Categories
Letter From The Editor Opinion

Playing the Long Game

According to a report released this week by the Pew Research Center and Knight Foundation, more than 40 percent of American adults get news through Facebook. What’s left unsaid in that study is that the definition of “news” is pretty loose — and getting looser …

According to a report released this week by the Pew Research Center and Knight Foundation, more than 40 percent of American adults get news through Facebook. What’s left unsaid in that study is that the definition of “news” is pretty loose — and getting looser.

What pops up on most Americans’ Facebook feeds is a motley conglomeration of photo memes, opinion pieces, videos of friends’ kids and pets, family vacation photos, unsourced clickbait articles, happy birthday wishes, music videos, and politically driven propaganda. “News” can be anything from a link to a well-sourced Washington Post story about Hillary Clinton’s emails to an Alex Jones Newsmax rant about how the CIA uses jet contrails to control the weather.

If you get your news from Facebook, your Facebook “friends” are now your news editors, assisted by Facebook algorithms designed to feed you ads and articles matched to your buying and browsing habits.

When you do come across legitimate news on Facebook, please take note of where it comes from. If it’s national or international news, I’ll wager it’s from The New York Times, The Washington Post, The Chicago Tribune, The Wall Street Journal, The London Times, the Guardian, or other reputable sources. And I’ll also wager that if you see a legitimate local news story on your Facebook feed, it will almost always be from The Commercial Appeal or The Memphis Flyer.

You’re quite welcome. Hope you enjoy the free content. I know Mark Zuckerberg and his legion of doom certainly appreciate the money they’re making off the work that legitimate journalists do. Yes, Facebook sends readers to our web-pages to read our stories, but it’s pretty clear who’s making the big money on the Internet.

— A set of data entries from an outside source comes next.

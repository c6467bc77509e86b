//! Scan requests and the daemon-side table of live scans.
//!
//! [`ScanRequest`] is the validated form of a client's start-scan command.
//! [`ScanTable`] keeps the state the protocol layer reads back: status,
//! per-host progress and the emitted result stream. The table implements
//! [`ScanSink`], the seam the supervisor reports through; a protocol
//! dispatcher can substitute its own sink without touching the supervisor.

use std::collections::{BTreeMap, HashMap};

use parking_lot::Mutex;
use serde::{Deserialize, Serialize};

use crate::results::{ResultEntry, ResultKind};

/// Lifecycle states of a scan.
#[derive(Debug, Clone, Copy, PartialEq, Eq, Serialize)]
#[serde(rename_all = "lowercase")]
pub enum ScanStatus {
    Queued,
    Running,
    Finished,
    Stopped,
    Failed,
}

impl ScanStatus {
    pub fn is_terminal(self) -> bool {
        matches!(self, Self::Finished | Self::Stopped | Self::Failed)
    }
}

/// Host-alive probes the engine may use, encoded as a bitmask preference.
#[derive(Debug, Clone, Copy, Default, PartialEq, Eq, Serialize, Deserialize)]
#[serde(default)]
pub struct AliveTest {
    pub icmp: bool,
    pub tcp_ack: bool,
    pub tcp_syn: bool,
    pub arp: bool,
    pub consider_alive: bool,
}

impl AliveTest {
    pub fn bitmask(&self) -> u8 {
        let mut mask = 0;
        if self.tcp_ack {
            mask |= 1;
        }
        if self.icmp {
            mask |= 2;
        }
        if self.arp {
            mask |= 4;
        }
        if self.consider_alive {
            mask |= 8;
        }
        if self.tcp_syn {
            mask |= 16;
        }
        mask
    }
}

/// One credential row of a scan request.
#[derive(Debug, Clone, Default, Serialize, Deserialize)]
#[serde(default)]
pub struct Credential {
    /// Service the credential applies to: `ssh`, `smb`, `esxi` or `snmp`.
    pub service: String,
    pub port: Option<u16>,
    pub username: String,
    pub password: String,
    pub private_key: String,
    /// SNMP community string.
    pub community: String,
}

/// A parameter override for one selected VT.
#[derive(Debug, Clone, Default, Serialize, Deserialize)]
#[serde(default)]
pub struct VtParamOverride {
    pub id: String,
    #[serde(rename = "type")]
    pub kind: String,
    pub name: String,
    pub value: String,
}

/// One selected VT with its overrides. Selection order is preserved all the
/// way into the plugin-set preference.
#[derive(Debug, Clone, Default, Serialize, Deserialize)]
#[serde(default)]
pub struct VtSelection {
    pub oid: String,
    pub params: Vec<VtParamOverride>,
}

/// A validated scan request as handed over by the protocol layer.
#[derive(Debug, Clone, Default, Serialize, Deserialize)]
#[serde(default)]
pub struct ScanRequest {
    pub scan_id: String,
    /// Comma-joined host list.
    pub targets: String,
    /// Comma-joined hosts to leave out.
    pub exclude_hosts: String,
    /// Port ranges, e.g. `T:22,80,U:161`.
    pub ports: String,
    pub credentials: Vec<Credential>,
    pub vts: Vec<VtSelection>,
    /// Scanner-wide parameters; names outside the whitelist are dropped.
    pub scanner_params: BTreeMap<String, String>,
    pub reverse_lookup_only: bool,
    pub reverse_lookup_unify: bool,
    pub expand_vhosts: Option<bool>,
    pub test_empty_vhost: Option<bool>,
    pub alive_test: AliveTest,
}

impl ScanRequest {
    /// Target hosts minus the exclude list, original order kept.
    pub fn effective_targets(&self) -> Vec<String> {
        let excluded: Vec<&str> = self
            .exclude_hosts
            .split(',')
            .map(str::trim)
            .filter(|h| !h.is_empty())
            .collect();
        self.targets
            .split(',')
            .map(str::trim)
            .filter(|h| !h.is_empty() && !excluded.contains(h))
            .map(str::to_string)
            .collect()
    }
}

/// Callbacks the supervisor reports through while a scan runs.
pub trait ScanSink: Send + Sync {
    fn push_results(&self, scan_id: &str, entries: Vec<ResultEntry>);
    fn set_host_progress(&self, scan_id: &str, host: &str, progress: i32);
    fn hosts_finished(&self, scan_id: &str, hosts: &[String]);

    /// A scan-level error message, visible to the client.
    fn scan_error(&self, scan_id: &str, message: &str) {
        self.push_results(scan_id, vec![ResultEntry::error("", message)]);
    }
}

/// State kept per live scan.
#[derive(Debug, Default, Clone)]
pub struct ScanState {
    pub status: Option<ScanStatus>,
    /// Host progress in `0..=100`, or `-1` for a host reported dead.
    pub host_progress: BTreeMap<String, i32>,
    pub finished_hosts: Vec<String>,
    pub results: Vec<ResultEntry>,
}

impl ScanState {
    /// Error messages emitted so far, for the protocol layer's status
    /// responses.
    pub fn errors(&self) -> Vec<&str> {
        self.results
            .iter()
            .filter(|e| e.kind == ResultKind::Error)
            .map(|e| e.value.as_str())
            .collect()
    }
}

/// In-memory registry of all scans the daemon has seen.
#[derive(Default)]
pub struct ScanTable {
    scans: Mutex<HashMap<String, ScanState>>,
}

impl ScanTable {
    pub fn new() -> Self {
        Self::default()
    }

    pub fn register(&self, scan_id: &str) {
        let mut scans = self.scans.lock();
        let state = scans.entry(scan_id.to_string()).or_default();
        state.status = Some(ScanStatus::Queued);
    }

    /// Moves a scan to `status`. Terminal states stick: a late transition
    /// from a racing supervisor cannot overwrite a client stop.
    pub fn set_status(&self, scan_id: &str, status: ScanStatus) {
        let mut scans = self.scans.lock();
        let state = scans.entry(scan_id.to_string()).or_default();
        if state.status.is_some_and(ScanStatus::is_terminal) {
            return;
        }
        state.status = Some(status);
    }

    pub fn status(&self, scan_id: &str) -> Option<ScanStatus> {
        self.scans.lock().get(scan_id).and_then(|s| s.status)
    }

    pub fn snapshot(&self, scan_id: &str) -> Option<ScanState> {
        self.scans.lock().get(scan_id).cloned()
    }

    pub fn remove(&self, scan_id: &str) -> Option<ScanState> {
        self.scans.lock().remove(scan_id)
    }
}

impl ScanSink for ScanTable {
    fn push_results(&self, scan_id: &str, entries: Vec<ResultEntry>) {
        let mut scans = self.scans.lock();
        let state = scans.entry(scan_id.to_string()).or_default();
        state.results.extend(entries);
    }

    fn set_host_progress(&self, scan_id: &str, host: &str, progress: i32) {
        let mut scans = self.scans.lock();
        let state = scans.entry(scan_id.to_string()).or_default();
        state
            .host_progress
            .insert(host.to_string(), progress.clamp(-1, 100));
    }

    fn hosts_finished(&self, scan_id: &str, hosts: &[String]) {
        let mut scans = self.scans.lock();
        let state = scans.entry(scan_id.to_string()).or_default();
        for host in hosts {
            if !state.finished_hosts.contains(host) {
                state.finished_hosts.push(host.clone());
            }
        }
    }
}

#[cfg(test)]
mod tests {
    use super::*;

    #[test]
    fn alive_test_bitmask_encoding() {
        assert_eq!(AliveTest::default().bitmask(), 0);
        let all = AliveTest {
            icmp: true,
            tcp_ack: true,
            tcp_syn: true,
            arp: true,
            consider_alive: true,
        };
        assert_eq!(all.bitmask(), 31);
        let icmp_syn = AliveTest {
            icmp: true,
            tcp_syn: true,
            ..AliveTest::default()
        };
        assert_eq!(icmp_syn.bitmask(), 18);
    }

    #[test]
    fn effective_targets_applies_the_exclude_list() {
        let request = ScanRequest {
            targets: "10.0.0.1, 10.0.0.2,10.0.0.3".to_string(),
            exclude_hosts: "10.0.0.2".to_string(),
            ..ScanRequest::default()
        };
        assert_eq!(request.effective_targets(), ["10.0.0.1", "10.0.0.3"]);
    }

    #[test]
    fn terminal_status_is_not_overwritten() {
        let table = ScanTable::new();
        table.register("s1");
        table.set_status("s1", ScanStatus::Running);
        table.set_status("s1", ScanStatus::Stopped);
        table.set_status("s1", ScanStatus::Failed);
        assert_eq!(table.status("s1"), Some(ScanStatus::Stopped));
    }

    #[test]
    fn sink_collects_results_and_progress() {
        let table = ScanTable::new();
        table.register("s1");
        table.scan_error("s1", "No port list defined.");
        table.set_host_progress("s1", "10.0.0.1", 250);
        table.hosts_finished("s1", &["10.0.0.1".to_string(), "10.0.0.1".to_string()]);

        let state = table.snapshot("s1").unwrap();
        assert_eq!(state.errors(), ["No port list defined."]);
        assert_eq!(state.host_progress["10.0.0.1"], 100);
        assert_eq!(state.finished_hosts, ["10.0.0.1"]);
    }
}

Every week, I get emails and calls from people representing local businesses and organizations — restaurants, clubs, concert venues, new enterprises, nonprofits — asking the Flyer to do a story about them or their client. Why do they do this? Because they know the Flyer has a 93 percent or higher pickup rate each week. They know hundreds of thousands of readers visit our website each month. They know our readers are smart, affluent, and influential. And, most important, they know an impartial story in the Flyer legitimizes their cause or their client. That’s because it’s perceived as news, not PR fluff.

Often, these folks have a good story — a new chef, a big band coming to town, a fresh business concept, a meaningful cause, a can’t-miss event — so I assign a reporter, and we do a story that runs in the paper (and online, as all our stories do). Everyone’s happy. The publicist gets publicity for his client; we get an interesting story; our readers learn something new about their city.

Well, almost everybody is happy. Often, when a Flyer sales rep calls on one of those businesses we’ve written a story about, they’re told: “We’re not going to advertise. We’re just doing social media.” And I bet you can guess what material those clients use in their social media campaigns. Yep, the Flyer story that was written about them.

Let me be clear: There’s no quid pro quo. We don’t write stories to get advertisers. Never have, never will. But here’s my point: It is a symbiotic relationship. Local businesses and citizens need local media to tell their stories and report the news about their city — and yes, provide “content” for social media. Likewise, local media need local businesses to value and support their work and to invest in that process. It’s good business in the short run, yes, but it’s also about the long game: making sure local media can continue to do their job. Think local. Buy local. Be local.

Mark Zuckerberg doesn’t give a crap about you or about Memphis or about the media that serve this city. And he sure as hell isn’t going to write about you.